To decipher the meaning of all these parables we turn to the great 16th century commentator (Shmuel ben Yitschak Ashkenazi of Constantinople) the Yifei Toar. He saw these parables as covering a range of defiant attitudes that Cain entertained regarding God’s sovereignty in the world. Perhaps God is (God forbid) not in control. Or, since God is in control, if anything bad happens then it must be God’s will and therefore God is to blame. Lastly, perhaps God doesn’t care about the actions of Mankind so there are no consequences to our actions.
When God asserts “The voice of your brother’s blood is screaming at me,” God is destroying all of Cain’s theological outlooks and accusations with one statement. God indeed is the sovereign ruler of the world. God sees everything. God will decide the consequences for every action of Mankind. Furthermore, Cain was caught red handed – like the murderer crouching over his victim, the man whose hands are stained with stolen strawberry juice or the thief caught with the stolen item still in his possession.
God controlled the conversation
Although this is surely one of the most dramatic exchanges in the Torah between a man and God, it was all for a reason. As Rashi points out, God purposely started the conversation with an innocent question: “where is you brother” (Genesis 4:10).
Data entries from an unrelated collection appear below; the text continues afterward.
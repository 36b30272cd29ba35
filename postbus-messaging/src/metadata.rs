//! Per-message metadata carried as broker headers.

use std::collections::HashMap;

use chrono::{DateTime, Utc};
use serde::{Deserialize, Serialize};
use serde_json::Value;

/// Well-known metadata keys.
pub mod keys {
    pub const CORRELATION_ID: &str = "correlation_id";
    pub const MESSAGE_ID: &str = "message_id";
    pub const TYPE_NAME: &str = "type_name";
    pub const NAME: &str = "name";
    pub const CONTENT_TYPE: &str = "content_type";
    pub const CREATED: &str = "created";
    pub const TRACE_ID: &str = "trace_id";
    pub const SPAN_ID: &str = "span_id";
    pub const TRACEPARENT: &str = "traceparent";
}

/// Open key/value bag created fresh for every publish and every delivery.
#[derive(Debug, Clone, Default, PartialEq, Serialize, Deserialize)]
#[serde(transparent)]
pub struct Metadata(HashMap<String, Value>);

impl Metadata {
    pub fn new() -> Self {
        Self::default()
    }

    pub fn get(&self, key: &str) -> Option<&Value> {
        self.0.get(key)
    }

    /// String value of `key`; `None` when absent, empty or not a string.
    pub fn get_str(&self, key: &str) -> Option<&str> {
        self.0
            .get(key)
            .and_then(Value::as_str)
            .filter(|s| !s.is_empty())
    }

    pub fn insert(&mut self, key: impl Into<String>, value: impl Into<Value>) -> Option<Value> {
        self.0.insert(key.into(), value.into())
    }

    /// Builder-style insert.
    pub fn with(mut self, key: impl Into<String>, value: impl Into<Value>) -> Self {
        self.insert(key, value);
        self
    }

    /// Insert only when the key is missing, null or an empty string.
    /// Returns true when the value was written.
    pub fn set_if_absent(&mut self, key: &str, value: impl Into<Value>) -> bool {
        let present = match self.0.get(key) {
            None | Some(Value::Null) => false,
            Some(Value::String(s)) => !s.is_empty(),
            Some(_) => true,
        };
        if !present {
            self.0.insert(key.to_string(), value.into());
        }
        !present
    }

    pub fn remove(&mut self, key: &str) -> Option<Value> {
        self.0.remove(key)
    }

    pub fn contains_key(&self, key: &str) -> bool {
        self.0.contains_key(key)
    }

    pub fn len(&self) -> usize {
        self.0.len()
    }

    pub fn is_empty(&self) -> bool {
        self.0.is_empty()
    }

    pub fn iter(&self) -> impl Iterator<Item = (&String, &Value)> {
        self.0.iter()
    }

    pub fn correlation_id(&self) -> Option<&str> {
        self.get_str(keys::CORRELATION_ID)
    }

    pub fn message_id(&self) -> Option<&str> {
        self.get_str(keys::MESSAGE_ID)
    }

    pub fn type_name(&self) -> Option<&str> {
        self.get_str(keys::TYPE_NAME)
    }

    pub fn name(&self) -> Option<&str> {
        self.get_str(keys::NAME)
    }

    pub fn content_type(&self) -> Option<&str> {
        self.get_str(keys::CONTENT_TYPE)
    }

    pub fn trace_id(&self) -> Option<&str> {
        self.get_str(keys::TRACE_ID)
    }

    pub fn span_id(&self) -> Option<&str> {
        self.get_str(keys::SPAN_ID)
    }

    pub fn traceparent(&self) -> Option<&str> {
        self.get_str(keys::TRACEPARENT)
    }

    /// Creation time, stored as RFC 3339.
    pub fn created(&self) -> Option<DateTime<Utc>> {
        self.get_str(keys::CREATED)
            .and_then(|s| DateTime::parse_from_rfc3339(s).ok())
            .map(|dt| dt.with_timezone(&Utc))
    }

    pub fn set_created(&mut self, at: DateTime<Utc>) {
        self.insert(keys::CREATED, at.to_rfc3339());
    }

    /// String-valued entries, the shape trace propagators read.
    pub fn to_string_map(&self) -> HashMap<String, String> {
        self.0
            .iter()
            .filter_map(|(k, v)| v.as_str().map(|s| (k.clone(), s.to_string())))
            .collect()
    }
}

impl From<HashMap<String, Value>> for Metadata {
    fn from(map: HashMap<String, Value>) -> Self {
        Self(map)
    }
}

impl FromIterator<(String, Value)> for Metadata {
    fn from_iter<I: IntoIterator<Item = (String, Value)>>(iter: I) -> Self {
        Self(iter.into_iter().collect())
    }
}

impl IntoIterator for Metadata {
    type Item = (String, Value);
    type IntoIter = std::collections::hash_map::IntoIter<String, Value>;

    fn into_iter(self) -> Self::IntoIter {
        self.0.into_iter()
    }
}

#[cfg(test)]
mod tests {
    use super::*;

    #[test]
    fn test_set_if_absent_never_overwrites() {
        let mut md = Metadata::new().with(keys::CORRELATION_ID, "caller");

        assert!(!md.set_if_absent(keys::CORRELATION_ID, "generated"));
        assert_eq!(md.correlation_id(), Some("caller"));

        assert!(md.set_if_absent(keys::MESSAGE_ID, "m-1"));
        assert_eq!(md.message_id(), Some("m-1"));
    }

    #[test]
    fn test_empty_and_null_count_as_absent() {
        let mut md = Metadata::new()
            .with(keys::TYPE_NAME, "")
            .with(keys::NAME, Value::Null);

        assert_eq!(md.type_name(), None);
        assert!(md.set_if_absent(keys::TYPE_NAME, "Order"));
        assert!(md.set_if_absent(keys::NAME, "order"));
        assert_eq!(md.type_name(), Some("Order"));
        assert_eq!(md.name(), Some("order"));
    }

    #[test]
    fn test_created_round_trips_through_rfc3339() {
        let now = Utc::now();
        let mut md = Metadata::new();
        md.set_created(now);

        let created = md.created().unwrap();
        assert_eq!(created.timestamp_micros(), now.timestamp_micros());
    }

    #[test]
    fn test_string_map_skips_non_strings() {
        let md = Metadata::new()
            .with(keys::TRACEPARENT, "00-abc-def-01")
            .with("attempt", 2)
            .with("flag", true);

        let map = md.to_string_map();
        assert_eq!(map.len(), 1);
        assert_eq!(map[keys::TRACEPARENT], "00-abc-def-01");
    }
}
Rashi states: “God engaged Cain in conversation gingerly with the hope that Cain might repent and say ‘I killed him and I sinned against You.”’ (Midrash Aggadah 4:9:1)
Midrash Tanchuma tells us that this is indeed what happened. Although God settled for a far less dramatic form of repentance in which Cain declared
“And Cain said to God, my sin is too great for me to bear.” (Bereishis 4:13)
God was pleased that this was the first case of repentance in the Torah. A concept that had not occurred to Adam, Chava, or the snake.
Perhaps the message for all of us is that God will accept us with open arms even if we offer up a less than perfect repentance.